The UnBirthday Cake - a cake for the rest of us!

     As you know, there are 365 days in a year, and only one of them is your birthday.  If you know someone who pines for their birthday 364 days of the year (I'm betting that someone will be about 4 or 5 years old), you could always make then an UNbirthday cake.  I put this one together in about an hour or so.  Decorating it was another story.  Your unbirthday cake decorating can be as simple or as time consuming as you are willing to tolerate.  I won't even tell you how long this took to decorate.  I'm no Buddy the Cake Boss.

Here's what you'll need to build your cake:


...a few cardboard boxes that are in good shape, a pencil, scissors, and most importantly, paper packing tape.  You can get a roll at an office supply store like Staples.  My dad gave me this roll, believe it or not, about twenty years ago when I was making paper mache animals for the preschool where I worked.  It was much bigger then, but it's like the ever-lasting gobstopper of tape, the only catch is that you need to store it in a dry place.  If you don't, the humidity will cause the glue-coated side to stick the roll together and it will be useless.   This tape is important because any kind of plastic tape will not allow paint to stick to it.  You don't want to do all this work and then be unable to decorate your cake!

Now, take one of your boxes and round out the sides, like this:


The more bends you put in the cardboard, the rounder your cake layer will be. 

Next, lay your carboard box back down on a flat surface, take a straight edge (I use a 48" long metal ruler I bought in the Sears tool department for this kind of thing) and draw a crooked line across the top.  The more crooked, the better.  You don't want people thinking your cake layers are crooked by accident.  When I brought my cake in to school for the play, I was informed by one of the technology teachers that I'd created a truncated cylinder.  "Yeah, yeah, that sounds familiar," I said.  Don't ask me to find the volume of a truncated cylinder.  That's about the time my math anxiety kicked in.


Now you're going to put a bottom and top layer on your cake.  Place the your cake onto a piece of carboard that's large enough to cover the whole circle you've created.  Arrange the bent cardboard cylinder into a nice circle shape, unless you want a truncated oval, but hey, you're on your own with that.  Trace around your cake, drawing a circle on the flat piece of cardboard, like so:

Ignore the little slits in the cardboard - you can cover them up with your paper tape later.

Cut the circle out with your scissors, or a box cutter if you like living on the edge.
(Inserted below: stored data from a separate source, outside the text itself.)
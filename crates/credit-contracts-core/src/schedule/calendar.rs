//! Calendar arithmetic: period stepping, end dates and term conversion.
//!
//! Month and year steps go through `chrono::Months`, so a step from the
//! 31st lands on the last day of shorter months instead of spilling over.
//! Due dates are always stepped from the anchor date, never chained, so a
//! clamp in February does not drag every later installment to the 28th.

use chrono::{Days, Months, NaiveDate};
use serde::{Deserialize, Serialize};

use super::PaymentFrequency;
use crate::error::ContractError;
use crate::ContractResult;

const DAYS_PER_YEAR: u32 = 365;
const DAYS_PER_WEEK: u32 = 7;

/// Unit a contract or funding-request duration is expressed in.
#[derive(Debug, Clone, Copy, PartialEq, Eq, Hash, Serialize, Deserialize)]
#[serde(rename_all = "snake_case")]
pub enum DurationUnit {
    #[serde(alias = "DAYS")]
    Days,
    #[serde(alias = "WEEKS")]
    Weeks,
    #[serde(alias = "MONTHS")]
    Months,
    #[serde(alias = "YEARS")]
    Years,
}

/// Advance `anchor` by `periods` payment periods of `frequency`.
pub fn add_periods(
    anchor: NaiveDate,
    frequency: PaymentFrequency,
    periods: u32,
) -> ContractResult<NaiveDate> {
    let months = periods
        .checked_mul(frequency.months_per_period())
        .ok_or_else(|| ContractError::invalid("term", "Too many periods"))?;
    anchor
        .checked_add_months(Months::new(months))
        .ok_or_else(|| {
            ContractError::invalid(
                "start_date",
                format!("{anchor} + {months} months is outside the supported calendar"),
            )
        })
}

/// Maturity date: `start` advanced by `term` units of `unit`.
pub fn derive_end_date(start: NaiveDate, term: u32, unit: DurationUnit) -> ContractResult<NaiveDate> {
    let end = match unit {
        DurationUnit::Days => start.checked_add_days(Days::new(u64::from(term))),
        DurationUnit::Weeks => {
            start.checked_add_days(Days::new(u64::from(term) * u64::from(DAYS_PER_WEEK)))
        }
        DurationUnit::Months => start.checked_add_months(Months::new(term)),
        DurationUnit::Years => term
            .checked_mul(12)
            .and_then(|m| start.checked_add_months(Months::new(m))),
    };
    end.ok_or_else(|| {
        ContractError::invalid(
            "term",
            format!("{start} + {term} {unit:?} is outside the supported calendar"),
        )
    })
}

/// Number of installments a duration yields at `frequency`.
///
/// Months round up per period so the borrower is never short-scheduled
/// (18 months paid quarterly → 6). Years multiply exactly. Days and weeks
/// round up over the average period length of 365 / periods-per-year days.
pub fn convert_term(
    duration: u32,
    unit: DurationUnit,
    frequency: PaymentFrequency,
) -> ContractResult<u32> {
    if duration == 0 {
        return Err(ContractError::invalid("duration", "Duration must be > 0"));
    }

    let per_year = u64::from(frequency.periods_per_year());
    let duration = u64::from(duration);
    let periods = match unit {
        DurationUnit::Months => duration.div_ceil(u64::from(frequency.months_per_period())),
        DurationUnit::Years => duration * per_year,
        DurationUnit::Weeks => {
            (duration * u64::from(DAYS_PER_WEEK) * per_year).div_ceil(u64::from(DAYS_PER_YEAR))
        }
        DurationUnit::Days => (duration * per_year).div_ceil(u64::from(DAYS_PER_YEAR)),
    };

    u32::try_from(periods.max(1))
        .map_err(|_| ContractError::invalid("duration", "Converted term does not fit in u32"))
}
Place the "cake" on it's bottom.  Does it fit pretty nicely?


 If so, flip it over and tape around the edges with SMALL pieces of your paper tape.  You need to use small pieces of tape so you can keep everything totally flat while navigating the edge of the circle.  If you use big pieces, they won't lay flat enough.  The tape I use needs to be wet on the glue side to activate the glue (hence, the humidity problem).  There may be other tapes that work, but I haven't used them, so I don't know for sure. 


Repeat the tracing and cutting procedure for the top of the cake as well, and tape that side on with your paper tape, too. 

(In this picture there's no bottom yet, but I added it later.  I should have added it first.)

For the top layer of your cake, repeat the process described above, except use a smaller box for your initial circle (my 3rd picture).  OR, you could do what I did, and cut a chunk out of the box, and use your paper tape to tape it back together.   For this second layer you don't need a bottom, just a top.    When you attach it to the first layer, you may have to spend some time trimming the bottom of the top layer so it fits on the bottom layer as snuggly as possible.

Before you decorate, make sure EVERY hole is covered up with a smooth layer of paper tape.  Holes will show up glaringly when you decorate. 

I used puff paint (which was not as puffy as I would have liked - I should have used white silicone window sealer) and I made candles out of rolled copy paper that I glued on with my hot glue gun (I LOVE my glue gun). 

A friend of mine is going to make an UNtruncated (regular) cylinder cake for a shower she's planning - she's going to use it as a platform for her TERRIFIC cupcakes.  If she starts a cupcake blog as she says she's going to, I'll post a link here. 

Have fun everyone, and Merry Unbirthday!